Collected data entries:
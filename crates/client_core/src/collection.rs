//! Ordered, in-memory model of the images making up the report.

use std::sync::Arc;

use shared::{
    domain::{EntryId, RemoteName},
    protocol::PdfImage,
};

use crate::error::CollectionError;

/// Immutable image bytes held by an entry. Clones share the buffer.
#[derive(Debug, Clone, PartialEq, Eq)]
pub struct LocalHandle(Arc<[u8]>);

impl LocalHandle {
    pub fn new(bytes: impl Into<Arc<[u8]>>) -> Self {
        Self(bytes.into())
    }

    pub fn bytes(&self) -> &[u8] {
        &self.0
    }

    pub fn len(&self) -> usize {
        self.0.len()
    }

    pub fn is_empty(&self) -> bool {
        self.0.is_empty()
    }
}

impl From<Vec<u8>> for LocalHandle {
    fn from(bytes: Vec<u8>) -> Self {
        Self::new(bytes)
    }
}

#[derive(Debug, Clone, PartialEq, Eq)]
pub struct ImageEntry {
    id: EntryId,
    remote_name: Option<RemoteName>,
    display_name: String,
    mime_type: String,
    description: String,
    local_handle: LocalHandle,
}

impl ImageEntry {
    pub fn new(
        id: EntryId,
        display_name: impl Into<String>,
        mime_type: impl Into<String>,
        local_handle: LocalHandle,
    ) -> Self {
        Self {
            id,
            remote_name: None,
            display_name: display_name.into(),
            mime_type: mime_type.into(),
            description: String::new(),
            local_handle,
        }
    }

    pub fn id(&self) -> EntryId {
        self.id
    }

    pub fn remote_name(&self) -> Option<&RemoteName> {
        self.remote_name.as_ref()
    }

    pub fn display_name(&self) -> &str {
        &self.display_name
    }

    pub fn mime_type(&self) -> &str {
        &self.mime_type
    }

    pub fn description(&self) -> &str {
        &self.description
    }

    pub fn local_handle(&self) -> &LocalHandle {
        &self.local_handle
    }

    pub fn is_uploaded(&self) -> bool {
        self.remote_name.is_some()
    }
}

/// The ordered set of entries. Order is page order in the compiled document.
#[derive(Debug, Default)]
pub struct Collection {
    entries: Vec<ImageEntry>,
    next_id: u64,
}

impl Collection {
    pub fn new() -> Self {
        Self::default()
    }

    /// Hands out a fresh id. The counter survives `clear`, so ids are never reused.
    pub fn allocate_id(&mut self) -> EntryId {
        self.next_id += 1;
        EntryId(self.next_id)
    }

    pub fn add(&mut self, entry: ImageEntry) -> Result<(), CollectionError> {
        if self.position(entry.id).is_some() {
            return Err(CollectionError::DuplicateId(entry.id));
        }
        // Keep the allocator ahead of ids minted elsewhere.
        self.next_id = self.next_id.max(entry.id.0);
        self.entries.push(entry);
        Ok(())
    }

    /// Appends a new entry under a freshly allocated id.
    pub fn accept(
        &mut self,
        display_name: impl Into<String>,
        mime_type: impl Into<String>,
        local_handle: LocalHandle,
    ) -> EntryId {
        let id = self.allocate_id();
        self.entries
            .push(ImageEntry::new(id, display_name, mime_type, local_handle));
        id
    }

    pub fn remove_by_id(&mut self, id: EntryId) -> Result<ImageEntry, CollectionError> {
        let index = self.position(id).ok_or(CollectionError::NotFound(id))?;
        Ok(self.entries.remove(index))
    }

    pub fn update_description(
        &mut self,
        id: EntryId,
        text: impl Into<String>,
    ) -> Result<(), CollectionError> {
        let entry = self.get_mut(id)?;
        entry.description = text.into();
        Ok(())
    }

    pub fn assign_remote_name(
        &mut self,
        id: EntryId,
        remote_name: RemoteName,
    ) -> Result<(), CollectionError> {
        let entry = self.get_mut(id)?;
        entry.remote_name = Some(remote_name);
        Ok(())
    }

    /// Moves `id` to `new_index`, clamped to the last position. Returns whether
    /// the order changed.
    pub fn move_to(&mut self, id: EntryId, new_index: usize) -> Result<bool, CollectionError> {
        let current = self.position(id).ok_or(CollectionError::NotFound(id))?;
        let target = new_index.min(self.entries.len() - 1);
        if target == current {
            return Ok(false);
        }
        let entry = self.entries.remove(current);
        self.entries.insert(target, entry);
        Ok(true)
    }

    pub fn clear(&mut self) {
        self.entries.clear();
    }

    pub fn snapshot(&self) -> CollectionSnapshot {
        CollectionSnapshot {
            entries: self.entries.clone(),
        }
    }

    pub fn get(&self, id: EntryId) -> Option<&ImageEntry> {
        self.entries.iter().find(|entry| entry.id == id)
    }

    pub fn position(&self, id: EntryId) -> Option<usize> {
        self.entries.iter().position(|entry| entry.id == id)
    }

    pub fn len(&self) -> usize {
        self.entries.len()
    }

    pub fn is_empty(&self) -> bool {
        self.entries.is_empty()
    }

    fn get_mut(&mut self, id: EntryId) -> Result<&mut ImageEntry, CollectionError> {
        self.entries
            .iter_mut()
            .find(|entry| entry.id == id)
            .ok_or(CollectionError::NotFound(id))
    }
}

/// Frozen copy of the collection for rendering or export.
#[derive(Debug, Clone, Default, PartialEq, Eq)]
pub struct CollectionSnapshot {
    entries: Vec<ImageEntry>,
}

impl CollectionSnapshot {
    pub fn entries(&self) -> &[ImageEntry] {
        &self.entries
    }

    pub fn iter(&self) -> impl Iterator<Item = &ImageEntry> {
        self.entries.iter()
    }

    pub fn ids(&self) -> Vec<EntryId> {
        self.entries.iter().map(ImageEntry::id).collect()
    }

    pub fn len(&self) -> usize {
        self.entries.len()
    }

    pub fn is_empty(&self) -> bool {
        self.entries.is_empty()
    }

    pub fn can_generate(&self) -> bool {
        !self.entries.is_empty()
    }

    pub fn pending_uploads(&self) -> usize {
        self.entries.iter().filter(|entry| !entry.is_uploaded()).count()
    }

    pub fn find_by_display_name(&self, name: &str) -> Option<&ImageEntry> {
        self.entries.iter().find(|entry| entry.display_name == name)
    }

    /// Document pages in order. Entries still uploading are left out.
    pub fn compile_items(&self) -> Vec<PdfImage> {
        self.entries
            .iter()
            .filter_map(|entry| {
                entry.remote_name.as_ref().map(|remote_name| PdfImage {
                    filename: remote_name.clone(),
                    description: entry.description.clone(),
                })
            })
            .collect()
    }
}

impl<'a> IntoIterator for &'a CollectionSnapshot {
    type Item = &'a ImageEntry;
    type IntoIter = std::slice::Iter<'a, ImageEntry>;

    fn into_iter(self) -> Self::IntoIter {
        self.entries.iter()
    }
}

#[cfg(test)]
#[path = "tests/collection_tests.rs"]
mod tests;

Exercise objective -
The records shown above should be given again word for word.

Task response -
filename crates/client_core/src/collection.rs
//! Ordered, in-memory model of the images making up the report.

use std::sync::Arc;

use shared::{
    domain::{EntryId, RemoteName},
    protocol::PdfImage,
};

use crate::error::CollectionError;

/// Immutable image bytes held by an entry. Clones share the buffer.
#[derive(Debug, Clone, PartialEq, Eq)]
pub struct LocalHandle(Arc<[u8]>);

impl LocalHandle {
    pub fn new(bytes: impl Into<Arc<[u8]>>) -> Self {
        Self(bytes.into())
    }

    pub fn bytes(&self) -> &[u8] {
        &self.0
    }

    pub fn len(&self) -> usize {
        self.0.len()
    }

    pub fn is_empty(&self) -> bool {
        self.0.is_empty()
    }
}

impl From<Vec<u8>> for LocalHandle {
    fn from(bytes: Vec<u8>) -> Self {
        Self::new(bytes)
    }
}

#[derive(Debug, Clone, PartialEq, Eq)]
pub struct ImageEntry {
    id: EntryId,
    remote_name: Option<RemoteName>,
    display_name: String,
    mime_type: String,
    description: String,
    local_handle: LocalHandle,
}

impl ImageEntry {
    pub fn new(
        id: EntryId,
        display_name: impl Into<String>,
        mime_type: impl Into<String>,
        local_handle: LocalHandle,
    ) -> Self {
        Self {
            id,
            remote_name: None,
            display_name: display_name.into(),
            mime_type: mime_type.into(),
            description: String::new(),
            local_handle,
        }
    }

    pub fn id(&self) -> EntryId {
        self.id
    }

    pub fn remote_name(&self) -> Option<&RemoteName> {
        self.remote_name.as_ref()
    }

    pub fn display_name(&self) -> &str {
        &self.display_name
    }

    pub fn mime_type(&self) -> &str {
        &self.mime_type
    }

    pub fn description(&self) -> &str {
        &self.description
    }

    pub fn local_handle(&self) -> &LocalHandle {
        &self.local_handle
    }

    pub fn is_uploaded(&self) -> bool {
        self.remote_name.is_some()
    }
}

/// The ordered set of entries. Order is page order in the compiled document.
#[derive(Debug, Default)]
pub struct Collection {
    entries: Vec<ImageEntry>,
    next_id: u64,
}

impl Collection {
    pub fn new() -> Self {
        Self::default()
    }

    /// Hands out a fresh id. The counter survives `clear`, so ids are never reused.
    pub fn allocate_id(&mut self) -> EntryId {
        self.next_id += 1;
        EntryId(self.next_id)
    }

    pub fn add(&mut self, entry: ImageEntry) -> Result<(), CollectionError> {
        if self.position(entry.id).is_some() {
            return Err(CollectionError::DuplicateId(entry.id));
        }
        // Keep the allocator ahead of ids minted elsewhere.
        self.next_id = self.next_id.max(entry.id.0);
        self.entries.push(entry);
        Ok(())
    }

    /// Appends a new entry under a freshly allocated id.
    pub fn accept(
        &mut self,
        display_name: impl Into<String>,
        mime_type: impl Into<String>,
        local_handle: LocalHandle,
    ) -> EntryId {
        let id = self.allocate_id();
        self.entries
            .push(ImageEntry::new(id, display_name, mime_type, local_handle));
        id
    }

    pub fn remove_by_id(&mut self, id: EntryId) -> Result<ImageEntry, CollectionError> {
        let index = self.position(id).ok_or(CollectionError::NotFound(id))?;
        Ok(self.entries.remove(index))
    }

    pub fn update_description(
        &mut self,
        id: EntryId,
        text: impl Into<String>,
    ) -> Result<(), CollectionError> {
        let entry = self.get_mut(id)?;
        entry.description = text.into();
        Ok(())
    }

    pub fn assign_remote_name(
        &mut self,
        id: EntryId,
        remote_name: RemoteName,
    ) -> Result<(), CollectionError> {
        let entry = self.get_mut(id)?;
        entry.remote_name = Some(remote_name);
        Ok(())
    }

    /// Moves `id` to `new_index`, clamped to the last position. Returns whether
    /// the order changed.
    pub fn move_to(&mut self, id: EntryId, new_index: usize) -> Result<bool, CollectionError> {
        let current = self.position(id).ok_or(CollectionError::NotFound(id))?;
        let target = new_index.min(self.entries.len() - 1);
        if target == current {
            return Ok(false);
        }
        let entry = self.entries.remove(current);
        self.entries.insert(target, entry);
        Ok(true)
    }

    pub fn clear(&mut self) {
        self.entries.clear();
    }

    pub fn snapshot(&self) -> CollectionSnapshot {
        CollectionSnapshot {
            entries: self.entries.clone(),
        }
    }

    pub fn get(&self, id: EntryId) -> Option<&ImageEntry> {
        self.entries.iter().find(|entry| entry.id == id)
    }

    pub fn position(&self, id: EntryId) -> Option<usize> {
        self.entries.iter().position(|entry| entry.id == id)
    }

    pub fn len(&self) -> usize {
        self.entries.len()
    }

    pub fn is_empty(&self) -> bool {
        self.entries.is_empty()
    }

    fn get_mut(&mut self, id: EntryId) -> Result<&mut ImageEntry, CollectionError> {
        self.entries
            .iter_mut()
            .find(|entry| entry.id == id)
            .ok_or(CollectionError::NotFound(id))
    }
}

/// Frozen copy of the collection for rendering or export.
#[derive(Debug, Clone, Default, PartialEq, Eq)]
pub struct CollectionSnapshot {
    entries: Vec<ImageEntry>,
}

impl CollectionSnapshot {
    pub fn entries(&self) -> &[ImageEntry] {
        &self.entries
    }

    pub fn iter(&self) -> impl Iterator<Item = &ImageEntry> {
        self.entries.iter()
    }

    pub fn ids(&self) -> Vec<EntryId> {
        self.entries.iter().map(ImageEntry::id).collect()
    }

    pub fn len(&self) -> usize {
        self.entries.len()
    }

    pub fn is_empty(&self) -> bool {
        self.entries.is_empty()
    }

    pub fn can_generate(&self) -> bool {
        !self.entries.is_empty()
    }

    pub fn pending_uploads(&self) -> usize {
        self.entries.iter().filter(|entry| !entry.is_uploaded()).count()
    }

    pub fn find_by_display_name(&self, name: &str) -> Option<&ImageEntry> {
        self.entries.iter().find(|entry| entry.display_name == name)
    }

    /// Document pages in order. Entries still uploading are left out.
    pub fn compile_items(&self) -> Vec<PdfImage> {
        self.entries
            .iter()
            .filter_map(|entry| {
                entry.remote_name.as_ref().map(|remote_name| PdfImage {
                    filename: remote_name.clone(),
                    description: entry.description.clone(),
                })
            })
            .collect()
    }
}

impl<'a> IntoIterator for &'a CollectionSnapshot {
    type Item = &'a ImageEntry;
    type IntoIter = std::slice::Iter<'a, ImageEntry>;

    fn into_iter(self) -> Self::IntoIter {
        self.entries.iter()
    }
}

#[cfg(test)]
#[path = "tests/collection_tests.rs"]
mod tests;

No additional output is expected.